Posted by drig crime defense pawyer, Jeffrey Hark. https://www.criminalcivillawyer.com/
Smoking pot while answering one’s front door, then tossing the evidence when seeing it’s the police, creates probable cause to search under the plain-view and exigent-circumstances doctrines, the state Supreme Court says. The justices reversed an Appellate Division ruling that suppressed drug evidence found in the warrantless search in State v. Walker, A-49-11.
They stressed it was the defendant’s own guilty behavior that gave the police authority.
“We do not suggest that, had no one come to the door, the mere smell of marijuana would have justified a forced entry into defendant’s home,” the court said.

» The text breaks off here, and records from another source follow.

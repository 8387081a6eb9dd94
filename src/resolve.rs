//! Aztec vs QR arbitration for a page where both were accepted.
//!
//! Only reachable when every dense group is scanned (`scan_all_dense_groups`); the normal
//! short-circuit never lets both through on one page.

use crate::{BarcodeCandidate, BarcodeFormat};

/// Filename fragments that mark a transport or event ticket, which are usually Aztec
pub const FILENAME_HINTS: [&str; 5] = ["aztec", "ticket", "pass", "billet", "code"];

/// Outcome of arbitration for one page
#[derive(Debug, Clone, PartialEq)]
pub struct Resolution {
    pub candidates: Vec<BarcodeCandidate>,
    /// Set when neither a hint nor area separated the two types
    pub ambiguous: bool,
}

/// Case-insensitive substring match against [`FILENAME_HINTS`]
pub fn has_filename_hint(filename: &str) -> bool {
    let lower = filename.to_lowercase();
    FILENAME_HINTS.iter().any(|hint| lower.contains(hint))
}

/// Keep either the Aztec or the QR candidates of one page, never both.
///
/// A filename hint picks Aztec. Otherwise the type with the larger symbol wins, and Aztec wins
/// an exact tie. Every other format passes through untouched, in its original order.
pub fn resolve(candidates: Vec<BarcodeCandidate>, filename: &str) -> Resolution {
    let largest = |format: BarcodeFormat| {
        candidates
            .iter()
            .filter(|c| c.format == format)
            .map(BarcodeCandidate::area)
            .max()
    };

    let (aztec, qr) = match (largest(BarcodeFormat::Aztec), largest(BarcodeFormat::QrCode)) {
        (Some(aztec), Some(qr)) => (aztec, qr),
        _ => {
            return Resolution {
                candidates,
                ambiguous: false,
            }
        }
    };

    let mut ambiguous = false;
    let loser = if has_filename_hint(filename) {
        log::debug!("[Resolve] filename {:?} hints at Aztec", filename);
        BarcodeFormat::QrCode
    } else if qr > aztec {
        BarcodeFormat::Aztec
    } else {
        if qr == aztec {
            ambiguous = true;
            log::warn!("[Resolve] Aztec and QR symbols of equal size ({} px²); keeping Aztec", aztec);
        }
        BarcodeFormat::QrCode
    };

    Resolution {
        candidates: candidates.into_iter().filter(|c| c.format != loser).collect(),
        ambiguous,
    }
}
fn parse_color_space(doc: &Document, obj: &Object) -> ColorSpace {
    match resolve(doc, obj) {
        Object::Name(name) => match name.as_slice() {
            b"DeviceGray" | b"G" | b"CalGray" => ColorSpace::Gray,
            b"DeviceRGB" | b"RGB" | b"CalRGB" => ColorSpace::Rgb,
            b"DeviceCMYK" | b"CMYK" => ColorSpace::Cmyk,
            _ => ColorSpace::Guess,
        },
        Object::Array(arr) => match arr.first() {
            Some(Object::Name(n)) if n == b"Indexed" || n == b"I" => {
                let base = arr.get(1).map(|b| parse_color_space(doc, b)).unwrap_or(ColorSpace::Rgb);
                let palette = match arr.get(3).map(|o| resolve(doc, o)) {
                    Some(Object::String(bytes, _)) => bytes.clone(),
                    Some(Object::Stream(s)) => match decode_stream_data(doc, s) {
                        Ok(Decoded::Samples(bytes)) => bytes,
                        _ => Vec::new(),
                    },
                    _ => Vec::new(),
                };
                ColorSpace::Indexed { base: Box::new(base), palette }
            }
            Some(Object::Name(n)) if n == b"ICCBased" => {
                let components = match arr.get(1).map(|o| resolve(doc, o)) {
                    Some(Object::Stream(s)) => int_value(doc, &s.dict, b"N"),
                    _ => None,
                };
                match components {
                    Some(1) => ColorSpace::Gray,
                    Some(3) => ColorSpace::Rgb,
                    Some(4) => ColorSpace::Cmyk,
                    _ => ColorSpace::Guess,
                }
            }
            Some(first) => parse_color_space(doc, first),
            None => ColorSpace::Guess,
        },
        _ => ColorSpace::Guess,
    }
}
//! Display read-model: what the presentation layer draws each frame.
//!
//! Built from a `GameState` by the simulation; never fed back into it.

use glam::DVec2;
use serde::{Deserialize, Serialize};

use crate::enums::*;
use crate::types::EntityId;

/// Complete display state published after each tick.
#[derive(Debug, Clone, PartialEq, Serialize, Deserialize)]
pub struct RadarSnapshot {
    pub status: GameStatus,
    pub outcome: Option<GameOutcome>,
    pub time_ms: f64,
    pub sweep_angle: f64,
    pub blips: Vec<RadarBlip>,
    pub explosions: Vec<ExplosionView>,
    pub target: Option<TargetView>,
    pub status_bar: StatusBarView,
    pub weapons: Vec<WeaponView>,
    pub selected_weapon: WeaponType,
    /// Whether the launch control should be enabled.
    pub launch_enabled: bool,
    pub marquee: String,
}

/// Shape used to draw a blip.
#[derive(Debug, Clone, Copy, PartialEq, Serialize, Deserialize)]
#[serde(tag = "shape")]
pub enum BlipSymbol {
    /// Hostile aircraft and missiles, scaled by radar signature.
    Circle { radius: f64 },
    /// Civilian traffic.
    Square { size: f64 },
    /// Friendly interceptor.
    Dot,
}

/// One drawable radar return.
#[derive(Debug, Clone, PartialEq, Serialize, Deserialize)]
#[serde(tag = "kind")]
pub enum RadarBlip {
    Contact {
        id: EntityId,
        position: DVec2,
        category: ContactCategory,
        symbol: BlipSymbol,
        label: String,
        /// 0.0–1.0 phosphor fade.
        opacity: f64,
        locked: bool,
        neutral: bool,
    },
    Missile {
        id: EntityId,
        position: DVec2,
        weapon: WeaponType,
        symbol: BlipSymbol,
    },
}

#[derive(Debug, Clone, PartialEq, Serialize, Deserialize)]
pub struct ExplosionView {
    pub id: EntityId,
    pub position: DVec2,
    pub radius: f64,
    /// 0.0 at detonation, 1.0 when the marker expires.
    pub progress: f64,
}

/// Locked target details for the info panel.
#[derive(Debug, Clone, PartialEq, Serialize, Deserialize)]
pub struct TargetView {
    pub id: EntityId,
    pub category: ContactCategory,
    /// Shown as 0 for civilians.
    pub threat_level: u8,
    pub range: f64,
    pub bearing: f64,
    pub speed: f64,
}

#[derive(Debug, Clone, PartialEq, Serialize, Deserialize)]
pub struct StatusBarView {
    pub score: u32,
    pub level: u32,
    pub wave: u32,
    pub base_health: i32,
    /// `None` when no enemies remain.
    pub time_to_impact_secs: Option<f64>,
}

#[derive(Debug, Clone, PartialEq, Serialize, Deserialize)]
pub struct WeaponView {
    pub weapon: WeaponType,
    pub name: String,
    pub description: String,
    pub ammo: u32,
    pub selected: bool,
}
//! Simulation engine for SKYWATCH.
//!
//! Folds the game state forward one fixed step at a time and applies
//! player intents between steps.

pub mod engine;
pub mod guidance;
pub mod systems;
pub mod world_setup;

pub use engine::{step, SimConfig, SimulationEngine, TickOutcome};
pub use skywatch_core as core;
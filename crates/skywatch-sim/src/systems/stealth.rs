//! Stealth flicker.
//!
//! Inside radar range each stealth fighter independently toggles its
//! visibility with a small fixed probability per tick. Outside radar range
//! it is always visible.

use rand::Rng;
use rand_chacha::ChaCha8Rng;

use skywatch_core::constants::{RADAR_RADIUS, STEALTH_FLICKER_PROBABILITY};
use skywatch_core::state::GameState;
use skywatch_core::types::BASE_POSITION;

pub fn run(state: &mut GameState, rng: &mut ChaCha8Rng) {
    for enemy in state.enemies.iter_mut().filter(|e| e.category.has_stealth()) {
        if enemy.position.distance(BASE_POSITION) < RADAR_RADIUS {
            if rng.gen_bool(STEALTH_FLICKER_PROBABILITY) {
                enemy.is_visible = !enemy.is_visible;
            }
        } else {
            enemy.is_visible = true;
        }
    }
}

#[cfg(test)]
mod tests {
    use glam::DVec2;
    use rand::SeedableRng;

    use skywatch_core::enums::ContactCategory;
    use skywatch_core::tables::GameTables;

    use super::*;
    use crate::world_setup::spawn_contact_at;

    #[test]
    fn test_outside_radar_forced_visible() {
        let tables = GameTables::default();
        let mut state = GameState::new_game(&tables);
        spawn_contact_at(
            &mut state,
            &tables,
            ContactCategory::StealthFighter,
            DVec2::new(0.0, 230.0),
        );
        state.enemies[0].is_visible = false;

        let mut rng = ChaCha8Rng::seed_from_u64(1);
        run(&mut state, &mut rng);
        assert!(state.enemies[0].is_visible);
    }

    #[test]
    fn test_inside_radar_flickers_at_low_rate() {
        let tables = GameTables::default();
        let mut state = GameState::new_game(&tables);
        spawn_contact_at(
            &mut state,
            &tables,
            ContactCategory::StealthFighter,
            DVec2::new(0.0, 100.0),
        );
        spawn_contact_at(
            &mut state,
            &tables,
            ContactCategory::Fighter,
            DVec2::new(0.0, 100.0),
        );

        let mut rng = ChaCha8Rng::seed_from_u64(99);
        let mut toggles = 0;
        let mut last = state.enemies[0].is_visible;
        for _ in 0..5000 {
            run(&mut state, &mut rng);
            if state.enemies[0].is_visible != last {
                toggles += 1;
                last = state.enemies[0].is_visible;
            }
            assert!(state.enemies[1].is_visible, "fighters never flicker");
        }
        // Expected ~100 toggles at 2% per tick.
        assert!((50..200).contains(&toggles), "toggles = {toggles}");
    }
}
//! Fire control: the player's lock, weapon selection and launch intents.
//!
//! These are applied between ticks. Lock and select never validate; launch
//! is rejected (state untouched) without a lock or without ammo.

use skywatch_core::enums::WeaponType;
use skywatch_core::state::GameState;
use skywatch_core::tables::GameTables;
use skywatch_core::types::EntityId;

use crate::world_setup;

/// Lock a contact, or clear the lock. Stale ids are tolerated.
pub fn lock_target(state: &mut GameState, target: Option<EntityId>) {
    state.locked_target = target;
}

/// Select the weapon for the next launch. No ammo check.
pub fn select_weapon(state: &mut GameState, weapon: WeaponType) {
    state.selected_weapon = weapon;
}

/// Launch the selected weapon at the locked target.
///
/// Returns the new missile's id, or `None` when the launch is rejected.
/// Civilians are not filtered here; that restriction lives in the UI.
pub fn launch(state: &mut GameState, tables: &GameTables) -> Option<EntityId> {
    let target_id = state.locked_target?;
    let weapon = state.selected_weapon;

    if state.ammo.get(weapon) == 0 {
        log::debug!("launch rejected: {weapon:?} magazine empty");
        return None;
    }
    let Some(profile) = tables.weapon(weapon) else {
        log::warn!("launch rejected: no weapon profile for {weapon:?}");
        return None;
    };
    if !state.ammo.take_one(weapon) {
        return None;
    }

    let id = state.alloc_id();
    state
        .missiles
        .push(world_setup::build_missile(id, weapon, profile, target_id));
    log::debug!(
        "{weapon:?} {id} away at target {target_id}, {} left",
        state.ammo.get(weapon)
    );
    Some(id)
}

Two Newark policemen came to Rashad Walker’s Riverview Court apartment, part of a public housing complex, on a tip from a confidential informant that he was selling drugs. They could smell marijuana smoke. One officer was dressed in plain clothes in order to attempt to make a purchase. When Walker opened the door and saw the second officer’s badge, he threw the joint into his living room and attempted to shut the door. The officers gained entry. In plain view, they found 22.4 grams of marijuana, 27 packets of heroin, 4.2 grams of cocaine, a scale and a razor.

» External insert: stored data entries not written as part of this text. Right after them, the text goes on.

//! Simulation engine, the core of the game.
//!
//! `step` is the tick reducer: it folds the previous `GameState` and one
//! frame delta into a new state without touching the old one.
//! `SimulationEngine` owns the current state, the tables and the seeded RNG,
//! applies player intents between ticks and drives `step` with frame
//! coalescing. Completely headless, enabling deterministic testing.

use rand::SeedableRng;
use rand_chacha::ChaCha8Rng;

use skywatch_core::commands::PlayerCommand;
use skywatch_core::constants::{FRAME_BUDGET_MS, MARQUEE_INTERVAL_MS, MARQUEE_MESSAGES};
use skywatch_core::enums::{GameStatus, WeaponType};
use skywatch_core::events::{AudioEvent, TickEvents};
use skywatch_core::state::GameState;
use skywatch_core::tables::GameTables;
use skywatch_core::types::EntityId;
use skywatch_core::views::RadarSnapshot;

use crate::systems;
use crate::systems::progression::Progress;

/// Configuration for starting a new simulation.
#[derive(Debug, Clone)]
pub struct SimConfig {
    /// RNG seed for determinism. Same seed and deltas = same simulation.
    pub seed: u64,
    pub tables: GameTables,
}

impl Default for SimConfig {
    fn default() -> Self {
        Self {
            seed: 42,
            tables: GameTables::default(),
        }
    }
}

/// A new state and the signals raised while producing it.
#[derive(Debug, Clone)]
pub struct TickOutcome {
    pub state: GameState,
    pub events: TickEvents,
}

/// Run one simulation step.
///
/// Order: clock → radar → movement → intercept → cleanup → base impact →
/// loss / victory / wave advance → stealth flicker → time-to-impact →
/// marquee. A step that ends the game skips everything after progression;
/// a step that spawns a wave skips stealth and time-to-impact.
pub fn step(
    prev: &GameState,
    elapsed_ms: f64,
    tables: &GameTables,
    rng: &mut ChaCha8Rng,
) -> TickOutcome {
    let mut state = prev.clone();
    let mut events = TickEvents::default();

    if state.status != GameStatus::Playing {
        return TickOutcome { state, events };
    }

    state.time_ms += elapsed_ms;

    let radar = systems::radar::run(&mut state, elapsed_ms);
    events.sweep_completed = radar.sweep_completed;
    events.new_detection = radar.new_detection;

    systems::movement::run(&mut state);
    events.hit = systems::intercept::run(&mut state).is_hit();
    systems::cleanup::run(&mut state);
    systems::impact::run(&mut state);

    match systems::progression::run(&mut state, tables, rng) {
        Progress::Ended(_) => return TickOutcome { state, events },
        // A fresh wave keeps last tick's flicker and telemetry.
        Progress::WaveSpawned(_) => {}
        Progress::Continue => {
            systems::stealth::run(&mut state, rng);
            systems::progression::update_time_to_impact(&mut state);
        }
    }

    state.marquee_index =
        (state.time_ms / MARQUEE_INTERVAL_MS) as usize % MARQUEE_MESSAGES.len();

    TickOutcome { state, events }
}

/// The simulation engine. Owns the current state and all sim resources.
pub struct SimulationEngine {
    state: GameState,
    tables: GameTables,
    rng: ChaCha8Rng,
    audio_events: Vec<AudioEvent>,
}

impl SimulationEngine {
    /// Create an engine sitting at the start menu.
    pub fn new(config: SimConfig) -> Self {
        let state = GameState::new(&config.tables);
        Self::with_state(config, state)
    }

    /// Create an engine around an existing state (replays, scripted setups).
    pub fn with_state(config: SimConfig, state: GameState) -> Self {
        Self {
            state,
            tables: config.tables,
            rng: ChaCha8Rng::seed_from_u64(config.seed),
            audio_events: Vec::new(),
        }
    }

    /// Current state.
    pub fn state(&self) -> &GameState {
        &self.state
    }

    pub fn tables(&self) -> &GameTables {
        &self.tables
    }

    pub fn status(&self) -> GameStatus {
        self.state.status
    }

    /// Mutable access for scripted setups.
    pub fn state_mut(&mut self) -> &mut GameState {
        &mut self.state
    }

    /// Display read-model of the current state.
    pub fn snapshot(&self) -> RadarSnapshot {
        systems::snapshot::build_snapshot(&self.state, &self.tables)
    }

    /// Drain audio cues raised since the last call (ticks and launches).
    pub fn take_audio_events(&mut self) -> Vec<AudioEvent> {
        std::mem::take(&mut self.audio_events)
    }

    /// Run one step if the game is playing and `elapsed_ms` covers a frame.
    /// Shorter deltas are dropped, not carried over.
    pub fn advance(&mut self, elapsed_ms: f64) -> TickEvents {
        if self.state.status != GameStatus::Playing
            || !elapsed_ms.is_finite()
            || elapsed_ms < FRAME_BUDGET_MS
        {
            return TickEvents::default();
        }

        let outcome = step(&self.state, elapsed_ms, &self.tables, &mut self.rng);
        self.state = outcome.state;
        self.audio_events.extend(outcome.events.audio_events());
        outcome.events
    }

    /// Leave the start menu, or begin again after a finished game.
    /// Ignored while a game is in progress.
    pub fn start(&mut self) {
        if self.state.status == GameStatus::StartMenu || self.state.status.is_terminal() {
            self.restart();
        }
    }

    /// Replace the state with a fresh game, discarding any game in progress.
    pub fn restart(&mut self) {
        self.state = GameState::new_game(&self.tables);
        self.audio_events.clear();
        log::info!("new game started");
    }

    pub fn lock_target(&mut self, target: Option<EntityId>) {
        systems::fire_control::lock_target(&mut self.state, target);
    }

    pub fn select_weapon(&mut self, weapon: WeaponType) {
        systems::fire_control::select_weapon(&mut self.state, weapon);
    }

    /// Launch at the locked target. Returns false if the launch was rejected.
    pub fn launch(&mut self) -> bool {
        let weapon = self.state.selected_weapon;
        match systems::fire_control::launch(&mut self.state, &self.tables) {
            Some(_) => {
                self.audio_events.push(AudioEvent::Launch { weapon });
                true
            }
            None => false,
        }
    }

    /// Apply a player command immediately.
    pub fn apply(&mut self, command: PlayerCommand) {
        match command {
            PlayerCommand::LockTarget { target } => self.lock_target(target),
            PlayerCommand::SelectWeapon { weapon } => self.select_weapon(weapon),
            PlayerCommand::Launch => {
                self.launch();
            }
            PlayerCommand::StartGame => self.start(),
            PlayerCommand::Restart => self.restart(),
        }
    }
}
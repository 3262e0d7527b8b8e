//! Simulation constants and tuning parameters.

/// Frame rate of the fixed-step driver (Hz).
pub const FRAME_RATE: f64 = 60.0;

/// Minimum wall-clock delta (ms) that triggers a simulation step.
/// Smaller deltas are dropped, not accumulated.
pub const FRAME_BUDGET_MS: f64 = 1000.0 / FRAME_RATE;

// --- Radar ---

/// Radar display radius in distance units ("km").
pub const RADAR_RADIUS: f64 = 200.0;

/// Full beam width of the sweep in degrees.
pub const SWEEP_BEAM_WIDTH_DEG: f64 = 30.0;

/// Time for one full 360° sweep revolution (ms).
pub const SCAN_PERIOD_MS: f64 = 12_000.0;

/// Phosphor decay window: a contact fades out this long after its last scan (ms).
pub const SCAN_FADE_MS: f64 = 3_000.0;

// --- Motion ---

/// Distance below which a unit is treated as converged on its destination.
pub const CONVERGENCE_EPSILON: f64 = 1.0;

/// Contacts spawn at this multiple of the radar radius.
pub const SPAWN_RANGE_FACTOR: f64 = 1.2;

// --- Combat ---

/// Missile detonates when closer than this to its target.
pub const FUSE_RADIUS: f64 = 10.0;

/// Explosion marker lifetime (ms).
pub const EXPLOSION_DURATION_MS: f64 = 500.0;

/// Missile fuse timer assigned at launch (ms).
pub const MISSILE_FUSE_MS: f64 = 10_000.0;

/// Points per destroyed enemy.
pub const SCORE_PER_KILL: u32 = 10;

/// Bonus multiplier applied to remaining base health on victory.
pub const BASE_HEALTH_BONUS_FACTOR: u32 = 10;

// --- Base ---

/// Starting (and maximum) base health.
pub const BASE_MAX_HEALTH: i32 = 100;

/// Enemies closer than this to the center hit the base.
pub const BASE_IMPACT_RADIUS: f64 = 5.0;

/// Health lost per enemy impact.
pub const BASE_IMPACT_DAMAGE: i32 = 10;

// --- Stealth ---

/// Per-tick probability that a stealth fighter inside radar range toggles visibility.
pub const STEALTH_FLICKER_PROBABILITY: f64 = 0.02;

// --- Display ---

/// Interval between status marquee messages (ms of simulated time).
pub const MARQUEE_INTERVAL_MS: f64 = 10_000.0;

/// Status messages cycled by the target panel marquee.
pub const MARQUEE_MESSAGES: [&str; 20] = [
    "TARGET INFO",
    "SYSTEM STATUS: NOMINAL",
    "AWAITING COMMAND",
    "SCANNING FOR THREATS",
    "WEAPONS HOT",
    "BASE INTEGRITY MONITOR: ONLINE",
    "RADAR SWEEP IN PROGRESS",
    "MONITORING AIRSPACE",
    "NO NEW CONTACTS",
    "THREAT LEVEL: LOW",
    "STANDBY FOR ORDERS",
    "AMMUNITION CHECK: PASSED",
    "COMMUNICATIONS LINK: SECURE",
    "SATELLITE UPLINK: ACTIVE",
    "TRACKING MULTIPLE SIGNATURES",
    "CAUTION: HOSTILE ACTIVITY DETECTED",
    "VERIFY TARGET IFF",
    "DEFENSE GRID ONLINE",
    "ENGAGEMENT PROTOCOLS ENABLED",
    "ALL SYSTEMS OPERATIONAL",
];
//! Observational signals emitted by the simulation for audio feedback.
//!
//! Each per-tick signal fires at most once per tick, however many
//! contacts caused it.

use serde::{Deserialize, Serialize};

use crate::enums::WeaponType;

/// Audio cue for the frontend sound system.
#[derive(Debug, Clone, Copy, PartialEq, Serialize, Deserialize)]
#[serde(tag = "type")]
pub enum AudioEvent {
    /// Sweep wrapped past North.
    SweepCompleted,
    /// A contact that had faded out was painted again.
    NewDetection,
    /// At least one enemy destroyed this tick.
    Hit,
    /// Missile launched (emitted by the launch intent, not the tick).
    Launch { weapon: WeaponType },
}

/// Signals raised by a single tick.
#[derive(Debug, Clone, Copy, Default, PartialEq, Eq, Serialize, Deserialize)]
pub struct TickEvents {
    pub sweep_completed: bool,
    pub new_detection: bool,
    pub hit: bool,
}

impl TickEvents {
    pub fn is_empty(&self) -> bool {
        !(self.sweep_completed || self.new_detection || self.hit)
    }

    /// Flatten into audio cues, in a stable order.
    pub fn audio_events(&self) -> Vec<AudioEvent> {
        let mut events = Vec::new();
        if self.sweep_completed {
            events.push(AudioEvent::SweepCompleted);
        }
        if self.new_detection {
            events.push(AudioEvent::NewDetection);
        }
        if self.hit {
            events.push(AudioEvent::Hit);
        }
        events
    }
}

After Essex County Superior Court Judge Stephen Bernstein denied his motion to suppress, Walker pleaded guilty to multiple drug offenses but preserved his right to appeal the motion denial. The Appellate Division reversed.At the Supreme Court, the state relied heavily on the reliability of the informant, who had provided valuable tips on at least 10 prior occasions.
The court said that was not enough to justify a warrantless search, but Walker’s actions were.

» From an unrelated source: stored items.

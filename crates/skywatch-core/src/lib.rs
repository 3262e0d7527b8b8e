//! Core types and definitions for the SKYWATCH radar-intercept simulation.
//!
//! This crate defines the vocabulary shared across all other crates:
//! components, commands, game state, events, constants and the static
//! configuration tables. It has no dependency on any runtime.

pub mod commands;
pub mod components;
pub mod constants;
pub mod enums;
pub mod events;
pub mod state;
pub mod tables;
pub mod types;
pub mod views;

#[cfg(test)]
mod tests;
//! Fundamental geometric helpers.
//!
//! Positions are `glam::DVec2` on a plane centered at the base:
//! x = East, y = North. Bearings are degrees clockwise from North.

use glam::DVec2;

/// Entity identity, unique within one game session.
pub type EntityId = u32;

/// Base position (radar center).
pub const BASE_POSITION: DVec2 = DVec2::ZERO;

/// Bearing of `pos` as seen from the base, in degrees `[0, 360)`.
pub fn bearing_deg(pos: DVec2) -> f64 {
    normalize_deg(pos.x.atan2(pos.y).to_degrees())
}

/// Wrap an angle into `[0, 360)`.
pub fn normalize_deg(angle: f64) -> f64 {
    let wrapped = angle.rem_euclid(360.0);
    // rem_euclid can round up to exactly 360.0 for tiny negative inputs.
    if wrapped >= 360.0 {
        0.0
    } else {
        wrapped
    }
}

/// Signed difference `a - b` in degrees, normalized to `(-180, 180]`.
pub fn signed_diff_deg(a: f64, b: f64) -> f64 {
    let mut diff = (a - b).rem_euclid(360.0);
    if diff > 180.0 {
        diff -= 360.0;
    }
    diff
}

/// Unit vector from `from` toward `to`, or `None` when they are closer than `epsilon`.
pub fn heading_toward(from: DVec2, to: DVec2, epsilon: f64) -> Option<DVec2> {
    let delta = to - from;
    let dist = delta.length();
    if dist < epsilon {
        None
    } else {
        Some(delta / dist)
    }
}
//! Wave spawning: releases the next wave of the current level.

use rand_chacha::ChaCha8Rng;

use skywatch_core::state::GameState;
use skywatch_core::tables::GameTables;

use crate::world_setup;

/// Spawn the next wave of the current level, if one remains.
/// Returns the new wave number, or `None` when the level is exhausted
/// (or the level itself is missing from the tables).
pub fn spawn_next_wave(
    state: &mut GameState,
    tables: &GameTables,
    rng: &mut ChaCha8Rng,
) -> Option<u32> {
    let next_wave = state.wave + 1;
    let groups = tables.wave(state.level, next_wave)?.clone();

    for group in &groups {
        for _ in 0..group.count {
            world_setup::spawn_contact(state, tables, rng, group.category);
        }
    }
    state.wave = next_wave;

    log::info!(
        "level {} wave {}/{} inbound: {} contacts",
        state.level,
        next_wave,
        tables.wave_count(state.level),
        groups.iter().map(|g| g.count).sum::<u32>()
    );
    Some(next_wave)
}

“Although the information contained in the tip was uncorroborated, by the time the officers knocked at the door of defendant’s apartment, subsequent events, created by defendant’s own actions, established probable cause and exigent circumstances which justified an entry into defendant’s apartment,” wrote Judge Ariel Rodriguez for the court.
“Clearly, defendant must have been aware that the officers knew he was committing an offense,” Rodriguez said. And once he threw the joint back into the living room and tried to shut the door, the officers “were compelled to act to prevent defendant from disposing of the marijuana cigarette, or eluding the officers.”
Judge Mary Catherine Cuff did not participate in the otherwise unanimous decision.
Assistant Deputy Public Defender Amira Scurato, Walker’s attorney on the appeal, says the ruling, being limited to its facts, “doesn’t change the overall landscape regarding privacy in one’s own house,” she says.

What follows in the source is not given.